Fetal presentation refers to the position of the baby inside the uterus, specifically which part is nearest to the mother’s cervix for delivery. The most common orientation for a vaginal birth is the cephalic presentation, where the baby’s head is pointing down toward the birth canal. This head-down position is optimal because the head is the largest part of the baby’s body. Once the head is delivered, the rest of the body usually follows. A non-cephalic presentation late in pregnancy can complicate the birthing process, often necessitating alternative delivery plans.
The Standard Timeline for Fetal Positioning
The majority of babies naturally assume the head-down position during the third trimester of pregnancy, most commonly between 32 and 36 weeks of gestation. Before this period, a baby may move in and out of the cephalic position, but the space inside the uterus begins to limit movement as the baby grows. By the 36th week, the likelihood of a baby spontaneously turning from a non-cephalic to a cephalic position significantly decreases.
The process of the baby settling into the pelvis is known as engagement, which is distinct from simply turning head-down. Engagement is defined as the widest part of the baby’s head successfully passing into the mother’s pelvic inlet. For women pregnant for the first time, engagement often happens a few weeks before the due date. This descent can cause a noticeable shift in the mother’s abdomen, sometimes referred to as “lightening”.
In contrast, women who have given birth previously may not experience engagement until they are actively in labor. This is because the pelvis and uterine muscles have already been stretched and may be less restrictive. The timing of both the turn and the subsequent engagement can vary widely, but a health care provider will routinely check the fetal position starting around 36 weeks.
Understanding Non-Cephalic Presentations
When a baby remains in a position other than head-down near term, it is called a non-cephalic presentation, or malpresentation. The most common type is a breech presentation, which occurs in about three to four percent of pregnancies at full term. A breech baby has its feet or buttocks positioned to exit the birth canal first.
Types of Breech Presentation
There are three primary types of breech presentation, differentiated by the baby’s leg position:
- Frank breech: The baby’s buttocks are presenting, with both legs extended straight up toward the head.
- Complete breech: The baby is sitting cross-legged, with both hips and knees flexed.
- Footling breech: One or both feet are positioned below the baby’s buttocks and would present first.

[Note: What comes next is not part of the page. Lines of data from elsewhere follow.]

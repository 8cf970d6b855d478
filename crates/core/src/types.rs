use serde::{Deserialize, Deserializer, Serialize};
use serde_json::Value;
use std::collections::BTreeMap;

/// A `{ "rendered": "..." }` markup field as returned by the content API
#[derive(Debug, Clone, Default, PartialEq, Serialize, Deserialize)]
pub struct Rendered {
    #[serde(default)]
    pub rendered: String,
}

impl Rendered {
    pub fn new(rendered: impl Into<String>) -> Self {
        Self {
            rendered: rendered.into(),
        }
    }
}

/// SEO overrides attached by the CMS SEO plugin
#[derive(Debug, Clone, Default, PartialEq, Serialize, Deserialize)]
pub struct SeoHead {
    #[serde(default, skip_serializing_if = "Option::is_none")]
    pub title: Option<String>,
    #[serde(default, skip_serializing_if = "Option::is_none")]
    pub description: Option<String>,
}

/// Blog post
#[derive(Debug, Clone, Default, PartialEq, Serialize, Deserialize)]
pub struct Post {
    pub id: u64,
    pub slug: String,
    #[serde(default)]
    pub title: Rendered,
    #[serde(default)]
    pub excerpt: Rendered,
    #[serde(default)]
    pub content: Rendered,
    #[serde(default)]
    pub date: String,
    #[serde(default)]
    pub modified: String,
    #[serde(default)]
    pub author: u64,
    #[serde(default)]
    pub categories: Vec<u64>,
    #[serde(default)]
    pub tags: Vec<u64>,
    /// 0 means no featured media
    #[serde(default)]
    pub featured_media: u64,
    #[serde(default, skip_serializing_if = "Option::is_none")]
    pub yoast_head_json: Option<SeoHead>,
    /// Free-form post meta. The API sends `[]` when empty, so it stays untyped.
    #[serde(default)]
    pub meta: Value,
    #[serde(default, rename = "_embedded", skip_serializing_if = "Option::is_none")]
    pub embedded: Option<Embedded>,
}

impl Post {
    /// Average rating stored in post meta, if any
    pub fn rating(&self) -> Option<Rating> {
        let average = lenient_number(self.meta.get("_article_rating")?)?;
        if average <= 0.0 {
            return None;
        }
        let count = self
            .meta
            .get("_article_rating_count")
            .and_then(lenient_number)
            .map(|c| c as u64)
            .unwrap_or(0);
        Some(Rating { average, count })
    }

    pub fn embedded_author(&self) -> Option<&EmbeddedAuthor> {
        self.embedded.as_ref()?.author.first()
    }

    pub fn embedded_media(&self) -> Option<&FeaturedMedia> {
        self.embedded.as_ref()?.featured_media.first()
    }

    /// Embedded terms of every taxonomy, flattened
    pub fn embedded_terms(&self) -> impl Iterator<Item = &Term> {
        self.embedded
            .iter()
            .flat_map(|e| e.terms.iter())
            .flat_map(|group| group.iter())
    }
}

/// Aggregate rating read from post meta
#[derive(Debug, Clone, Copy, PartialEq)]
pub struct Rating {
    pub average: f64,
    pub count: u64,
}

/// Related records inlined by `_embed=true`
#[derive(Debug, Clone, Default, PartialEq, Serialize, Deserialize)]
pub struct Embedded {
    #[serde(default, deserialize_with = "skip_invalid")]
    pub author: Vec<EmbeddedAuthor>,
    /// Deleted or private media embeds as an error object; those are dropped
    #[serde(default, rename = "wp:featuredmedia", deserialize_with = "skip_invalid")]
    pub featured_media: Vec<FeaturedMedia>,
    #[serde(default, rename = "wp:term", deserialize_with = "skip_invalid_groups")]
    pub terms: Vec<Vec<Term>>,
}

#[derive(Debug, Clone, Default, PartialEq, Serialize, Deserialize)]
pub struct EmbeddedAuthor {
    #[serde(default)]
    pub id: u64,
    #[serde(default)]
    pub name: String,
    #[serde(default)]
    pub slug: String,
}

/// Static page
#[derive(Debug, Clone, Default, PartialEq, Serialize, Deserialize)]
pub struct Page {
    pub id: u64,
    pub slug: String,
    #[serde(default)]
    pub title: Rendered,
    #[serde(default)]
    pub content: Rendered,
    #[serde(default)]
    pub excerpt: Rendered,
    #[serde(default)]
    pub featured_media: u64,
    #[serde(default, skip_serializing_if = "Option::is_none")]
    pub yoast_head_json: Option<SeoHead>,
    #[serde(default, rename = "_embedded", skip_serializing_if = "Option::is_none")]
    pub embedded: Option<Embedded>,
}

impl Page {
    pub fn embedded_media(&self) -> Option<&FeaturedMedia> {
        self.embedded.as_ref()?.featured_media.first()
    }
}

/// Taxonomy term (category or tag)
#[derive(Debug, Clone, Default, PartialEq, Serialize, Deserialize)]
pub struct Term {
    pub id: u64,
    pub slug: String,
    #[serde(default)]
    pub name: String,
    #[serde(default)]
    pub description: String,
    #[serde(default)]
    pub count: u64,
    #[serde(default)]
    pub taxonomy: String,
    #[serde(default, skip_serializing_if = "Option::is_none")]
    pub yoast_head_json: Option<SeoHead>,
}

pub type Category = Term;
pub type Tag = Term;

/// Post author (a CMS user)
#[derive(Debug, Clone, Default, PartialEq, Serialize, Deserialize)]
pub struct Author {
    pub id: u64,
    pub slug: String,
    #[serde(default)]
    pub name: String,
    #[serde(default)]
    pub description: String,
    #[serde(default)]
    pub url: String,
    /// Avatar URLs keyed by pixel size ("24", "48", "96")
    #[serde(default)]
    pub avatar_urls: BTreeMap<String, String>,
    #[serde(default)]
    pub social_links: Vec<String>,
}

impl Author {
    /// Avatar at `size` pixels, or the last one listed when that size is missing
    pub fn avatar(&self, size: u32) -> Option<&str> {
        let key = size.to_string();
        self.avatar_urls
            .get(&key)
            .or_else(|| self.avatar_urls.values().next_back())
            .map(String::as_str)
    }
}

#[derive(Debug, Clone, Default, PartialEq, Serialize, Deserialize)]
pub struct FeaturedMedia {
    pub id: u64,
    #[serde(default)]
    pub source_url: String,
    #[serde(default)]
    pub alt_text: String,
    #[serde(default)]
    pub media_details: MediaDetails,
}

#[derive(Debug, Clone, Default, PartialEq, Serialize, Deserialize)]
pub struct MediaDetails {
    #[serde(default)]
    pub width: u32,
    #[serde(default)]
    pub height: u32,
}

/// Reader comment; `replies` is assembled locally, never sent by the API
#[derive(Debug, Clone, Default, PartialEq, Serialize, Deserialize)]
pub struct Comment {
    pub id: u64,
    #[serde(default)]
    pub post: u64,
    /// 0 for top-level comments
    #[serde(default)]
    pub parent: u64,
    #[serde(default)]
    pub author_name: String,
    #[serde(default, skip_serializing_if = "Option::is_none")]
    pub author_email: Option<String>,
    #[serde(default)]
    pub content: Rendered,
    #[serde(default)]
    pub date: String,
    #[serde(default)]
    pub author_avatar_urls: BTreeMap<String, String>,
    #[serde(default)]
    pub replies: Vec<Comment>,
}

/// Comment body sent to the API when a reader posts
#[derive(Debug, Clone, PartialEq, Serialize, Deserialize)]
pub struct NewComment {
    pub post: u64,
    pub parent: u64,
    pub author_name: String,
    pub author_email: String,
    pub content: String,
}

/// Rating body forwarded to the rating endpoint
#[derive(Debug, Clone, PartialEq, Serialize, Deserialize)]
pub struct RatingSubmission {
    pub post_id: u64,
    pub rating: u8,
    pub review_text: String,
}

/// Navigation menu
#[derive(Debug, Clone, Default, PartialEq, Serialize, Deserialize)]
pub struct Menu {
    pub items: Vec<MenuItem>,
}

#[derive(Debug, Clone, Default, PartialEq, Serialize, Deserialize)]
pub struct MenuItem {
    pub id: String,
    pub label: String,
    pub uri: String,
    pub parent_id: Option<String>,
    pub icon: Option<String>,
    pub icon_image: Option<String>,
    pub children: Vec<MenuItem>,
}

/// Menu item exactly as the menu endpoint sends it
#[derive(Debug, Clone, Default, Deserialize)]
pub struct RawMenuItem {
    #[serde(default, alias = "ID")]
    pub id: Value,
    #[serde(default)]
    pub name: String,
    #[serde(default)]
    pub href: String,
    #[serde(default)]
    pub menu_item_parent: Value,
    #[serde(default)]
    pub icon: Option<String>,
    #[serde(default)]
    pub icon_image: Option<String>,
    #[serde(default)]
    pub children: Vec<RawMenuItem>,
}

/// Maintenance flag endpoint body
#[derive(Debug, Clone, Copy, Default, Deserialize)]
pub struct MaintenanceStatus {
    #[serde(default, deserialize_with = "lenient_bool")]
    pub maintenance_mode: bool,
}

/// Outcome of looking a slug up across entity types
#[derive(Debug, Clone, PartialEq)]
pub enum Resolved {
    Post(Box<Post>),
    Page(Box<Page>),
    Category(Category),
    Tag(Tag),
    Author(Author),
    NotFound,
}

impl Resolved {
    pub fn kind(&self) -> &'static str {
        match self {
            Resolved::Post(_) => "post",
            Resolved::Page(_) => "page",
            Resolved::Category(_) => "category",
            Resolved::Tag(_) => "tag",
            Resolved::Author(_) => "author",
            Resolved::NotFound => "not-found",
        }
    }

    pub fn is_found(&self) -> bool {
        !matches!(self, Resolved::NotFound)
    }
}

/// Numbers in post meta arrive as JSON numbers or numeric strings
pub fn lenient_number(value: &Value) -> Option<f64> {
    match value {
        Value::Number(n) => n.as_f64(),
        Value::String(s) => s.trim().parse().ok(),
        _ => None,
    }
}

/// Keep the elements of a list that decode as `T`, drop the rest
fn skip_invalid<'de, D, T>(deserializer: D) -> Result<Vec<T>, D::Error>
where
    D: Deserializer<'de>,
    T: serde::de::DeserializeOwned,
{
    let values = Option::<Vec<Value>>::deserialize(deserializer)?.unwrap_or_default();
    Ok(values
        .into_iter()
        .filter_map(|value| T::deserialize(value).ok())
        .collect())
}

fn skip_invalid_groups<'de, D, T>(deserializer: D) -> Result<Vec<Vec<T>>, D::Error>
where
    D: Deserializer<'de>,
    T: serde::de::DeserializeOwned,
{
    let groups = Option::<Vec<Value>>::deserialize(deserializer)?.unwrap_or_default();
    Ok(groups
        .into_iter()
        .map(|group| match group {
            Value::Array(items) => items
                .into_iter()
                .filter_map(|value| T::deserialize(value).ok())
                .collect(),
            _ => Vec::new(),
        })
        .collect())
}

fn lenient_bool<'de, D>(deserializer: D) -> Result<bool, D::Error>
where
    D: Deserializer<'de>,
{
    let value = Value::deserialize(deserializer)?;
    Ok(match value {
        Value::Bool(b) => b,
        Value::Number(n) => n.as_i64().is_some_and(|n| n != 0),
        Value::String(s) => matches!(s.as_str(), "1" | "true" | "on" | "yes"),
        _ => false,
    })
}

A transverse lie is another non-cephalic position, where the baby lies horizontally across the uterus, with the shoulder often presenting first. Both breech and transverse presentations carry higher risks during a vaginal delivery, such as the possibility of the umbilical cord prolapsing or the baby’s head getting stuck. Health care providers diagnose these positions through abdominal palpation and confirm them with an ultrasound, often leading to a discussion about a planned cesarean delivery.

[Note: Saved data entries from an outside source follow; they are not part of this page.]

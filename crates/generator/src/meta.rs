//! Title, description and social preview fields for every page.

use press_kit_client::View;
use press_kit_core::config::SiteSettings;
use press_kit_core::text::{decode_html_entities, plain_text, truncate_words};
use press_kit_core::{Post, SeoHead};
use serde::Serialize;

/// Descriptions longer than this are cut at a word boundary
const DESCRIPTION_WORDS: usize = 40;

#[derive(Debug, Clone, Copy, PartialEq, Eq, Serialize)]
#[serde(rename_all = "lowercase")]
pub enum OgType {
    Website,
    Article,
    Profile,
}

impl OgType {
    pub fn as_str(&self) -> &'static str {
        match self {
            OgType::Website => "website",
            OgType::Article => "article",
            OgType::Profile => "profile",
        }
    }
}

#[derive(Debug, Clone, Copy, PartialEq, Eq, Serialize)]
#[serde(rename_all = "snake_case")]
pub enum TwitterCard {
    Summary,
    SummaryLargeImage,
}

impl TwitterCard {
    pub fn as_str(&self) -> &'static str {
        match self {
            TwitterCard::Summary => "summary",
            TwitterCard::SummaryLargeImage => "summary_large_image",
        }
    }
}

#[derive(Debug, Clone, PartialEq, Serialize)]
pub struct PageMeta {
    pub title: String,
    pub description: String,
    pub canonical: String,
    pub og_type: OgType,
    pub site_name: String,
    #[serde(skip_serializing_if = "Option::is_none")]
    pub image: Option<String>,
    #[serde(skip_serializing_if = "Option::is_none")]
    pub published_time: Option<String>,
    #[serde(skip_serializing_if = "Option::is_none")]
    pub modified_time: Option<String>,
    #[serde(skip_serializing_if = "Vec::is_empty")]
    pub authors: Vec<String>,
    pub twitter_card: TwitterCard,
    /// `false` renders `noindex, nofollow`
    pub index: bool,
}

impl PageMeta {
    /// Website-type meta for a site path; an empty description takes the
    /// site default
    fn new(site: &SiteSettings, title: String, description: String, path: &str) -> Self {
        let description = if description.trim().is_empty() {
            site.description.clone()
        } else {
            description
        };
        Self {
            title,
            description,
            canonical: site.canonical(path.trim_start_matches('/')),
            og_type: OgType::Website,
            site_name: site.name.clone(),
            image: None,
            published_time: None,
            modified_time: None,
            authors: Vec::new(),
            twitter_card: TwitterCard::Summary,
            index: true,
        }
    }

    pub fn home(site: &SiteSettings) -> Self {
        let mut meta = Self::new(site, site.name.clone(), site.description.clone(), "");
        meta.twitter_card = TwitterCard::SummaryLargeImage;
        meta
    }

    /// Index pages such as `/posts/categories`
    pub fn listing(site: &SiteSettings, title: &str, description: &str, path: &str) -> Self {
        Self::new(site, title.to_string(), description.to_string(), path)
    }

    pub fn search(site: &SiteSettings, query: &str) -> Self {
        let query = query.trim();
        let (title, description) = if query.is_empty() {
            ("Search".to_string(), format!("Search {}", site.name))
        } else {
            (
                format!("Search results for \u{201c}{}\u{201d}", query),
                format!("Articles matching \u{201c}{}\u{201d} on {}", query, site.name),
            )
        };
        let mut meta = Self::new(site, title, description, "search");
        // result pages are thin, keep them out of the index
        meta.index = query.is_empty();
        meta
    }

    pub fn contact(site: &SiteSettings) -> Self {
        Self::new(
            site,
            "Contact".to_string(),
            format!("Get in touch with the {} team", site.name),
            "contact",
        )
    }

    pub fn not_found(site: &SiteSettings) -> Self {
        let mut meta = Self::new(
            site,
            "Not Found".to_string(),
            "The page you are looking for does not exist.".to_string(),
            "",
        );
        meta.index = false;
        meta
    }

    pub fn maintenance(site: &SiteSettings) -> Self {
        let mut meta = Self::new(
            site,
            "Down for maintenance".to_string(),
            format!("{} is undergoing scheduled maintenance.", site.name),
            "",
        );
        meta.index = false;
        meta
    }

    /// Text for the `<title>` element
    pub fn document_title(&self) -> String {
        if self.title == self.site_name {
            self.title.clone()
        } else {
            format!("{} | {}", self.title, self.site_name)
        }
    }
}

/// Meta for a resolved slug page
pub fn build_meta(site: &SiteSettings, view: &View) -> PageMeta {
    match view {
        View::Post(v) => {
            let post = &v.post;
            let mut meta = PageMeta::new(
                site,
                seo_title(post.yoast_head_json.as_ref(), &post.title.rendered),
                seo_description(post.yoast_head_json.as_ref(), &post.excerpt.rendered),
                &post.slug,
            );
            meta.og_type = OgType::Article;
            meta.twitter_card = TwitterCard::SummaryLargeImage;
            meta.image = v.media.as_ref().map(|m| m.source_url.clone());
            meta.published_time = non_empty(&post.date);
            meta.modified_time = non_empty(&post.modified);
            meta.authors = author_names(v.author.as_ref().map(|a| a.name.as_str()), post);
            meta
        }
        View::Page(v) => {
            let page = &v.page;
            let mut meta = PageMeta::new(
                site,
                seo_title(page.yoast_head_json.as_ref(), &page.title.rendered),
                seo_description(page.yoast_head_json.as_ref(), &page.excerpt.rendered),
                &page.slug,
            );
            meta.image = v.media.as_ref().map(|m| m.source_url.clone());
            meta
        }
        View::Category(v) => {
            let name = decode_html_entities(&v.term.name);
            let description = format!("Posts in category {}", name);
            PageMeta::new(site, name, description, &v.term.slug)
        }
        View::Tag(v) => {
            let name = decode_html_entities(&v.term.name);
            let description = format!("Posts tagged {}", name);
            PageMeta::new(site, name, description, &v.term.slug)
        }
        View::Author(v) => {
            let name = decode_html_entities(&v.author.name);
            let description = format!("Posts by {}", name);
            let mut meta = PageMeta::new(site, name, description, &v.author.slug);
            meta.og_type = OgType::Profile;
            meta.image = v.author.avatar(96).map(str::to_string);
            meta
        }
        View::NotFound => PageMeta::not_found(site),
    }
}

fn seo_title(seo: Option<&SeoHead>, rendered: &str) -> String {
    seo.and_then(|s| s.title.as_deref())
        .map(plain_text)
        .filter(|t| !t.is_empty())
        .unwrap_or_else(|| plain_text(rendered))
}

fn seo_description(seo: Option<&SeoHead>, excerpt: &str) -> String {
    let description = seo
        .and_then(|s| s.description.as_deref())
        .map(plain_text)
        .filter(|d| !d.is_empty())
        .unwrap_or_else(|| plain_text(excerpt));
    truncate_words(&description, DESCRIPTION_WORDS)
}

fn author_names(fetched: Option<&str>, post: &Post) -> Vec<String> {
    fetched
        .or_else(|| post.embedded_author().map(|a| a.name.as_str()))
        .filter(|n| !n.is_empty())
        .map(|n| vec![decode_html_entities(n)])
        .unwrap_or_default()
}

fn non_empty(s: &str) -> Option<String> {
    (!s.is_empty()).then(|| s.to_string())
}
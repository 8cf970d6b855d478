// Page generation: metadata, structured data, HTML and mail bodies.
// Pure functions over loaded content; nothing here does I/O.

pub mod email;
pub mod html;
pub mod meta;
pub mod render;
pub mod schema;

pub use meta::{OgType, PageMeta, TwitterCard, build_meta};
pub use schema::{ensure_valid_url, schema_for};
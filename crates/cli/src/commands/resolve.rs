use anyhow::{Context, Result};
use press_kit_client::{ResolveOptions, load_view, resolve};
use press_kit_generator::{build_meta, schema_for};
use std::path::PathBuf;

/// Resolve a slug the way the server does and print what the page would carry
pub async fn run(slug: String, config: Option<PathBuf>, fixtures: Option<PathBuf>) -> Result<()> {
    let config = super::load(config)?;
    let source = super::content_source(&config, fixtures.as_deref())?;

    let options = ResolveOptions {
        include_tags: config.wordpress.resolve_tags,
    };
    let resolved = resolve(source.as_ref(), &slug, options).await;
    println!("🔎 {} → {}", slug, resolved.kind());
    if !resolved.is_found() {
        println!("   Nothing matches this slug; the server answers 404.");
        return Ok(());
    }

    let view = load_view(source.as_ref(), resolved).await;
    let meta = build_meta(&config.site, &view);
    let schema = schema_for(&config.site, &view);

    println!("\nMeta:");
    println!(
        "{}",
        serde_json::to_string_pretty(&meta).context("Failed to encode meta")?
    );
    for block in &schema {
        println!("\nJSON-LD:");
        println!(
            "{}",
            serde_json::to_string_pretty(block).context("Failed to encode schema")?
        );
    }
    Ok(())
}
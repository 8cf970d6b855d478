use anyhow::{Context, Result};
use press_kit_client::Fixture;
use std::path::PathBuf;

/// Check configuration (and optionally a fixture file) without serving
pub async fn run(config: Option<PathBuf>, fixtures: Option<PathBuf>) -> Result<()> {
    let config = super::load(config)?;

    println!("✓ Configuration valid");
    println!("  Site:       {} ({})", config.site.name, config.site.url);
    println!("  CMS:        {}", config.wordpress.rest_base());
    println!("  Cache TTL:  {}s", config.wordpress.cache_ttl.as_secs());
    println!("  Menu:       {}", config.wordpress.menu_location);
    if config.smtp.host.is_empty() {
        println!("  Mail:       log only (no SMTP host)");
    } else {
        println!(
            "  Mail:       {}:{} → {}",
            config.smtp.host, config.smtp.port, config.smtp.recipient
        );
    }
    println!("  Newsletter: {}", config.newsletter.accepted_domains.join(", "));
    println!("  Listen:     {}:{}", config.server.bind, config.server.port);

    if let Some(path) = fixtures {
        let fixture = Fixture::from_file(&path)
            .with_context(|| format!("Invalid fixture file {}", path.display()))?;
        println!("\n✓ Fixtures valid: {}", path.display());
        println!(
            "  {} posts, {} pages, {} categories, {} tags, {} authors, {} comments",
            fixture.posts.len(),
            fixture.pages.len(),
            fixture.categories.len(),
            fixture.tags.len(),
            fixture.authors.len(),
            fixture.comments.len()
        );
    }

    Ok(())
}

Clinical Interventions for Repositioning
When a baby is confirmed to be in a breech or transverse position after 36 weeks, a medical procedure called External Cephalic Version (ECV) may be offered. ECV is an attempt by a health care provider to manually rotate the baby from the outside of the mother’s abdomen into the cephalic position. The procedure is usually performed after 37 weeks of gestation, as the baby is less likely to spontaneously revert back to the non-cephalic position.
The ECV procedure involves the application of firm, guided pressure to the mother’s abdomen to encourage the baby to perform a somersault. To help relax the uterine muscle and increase the chance of success, the mother is often given a drug called a tocolytic. The overall success rate for ECV is approximately 58% to 65%, and it significantly lowers the probability of needing a cesarean delivery.
ECV is a hospital-based procedure and is always performed where an emergency cesarean section can be carried out immediately, although serious complications are rare. It is generally avoided if there are concerns like low amniotic fluid, a known placental issue such as placenta previa, or if the mother is carrying multiples. If the ECV is successful, the mother can then proceed with plans for a vaginal birth.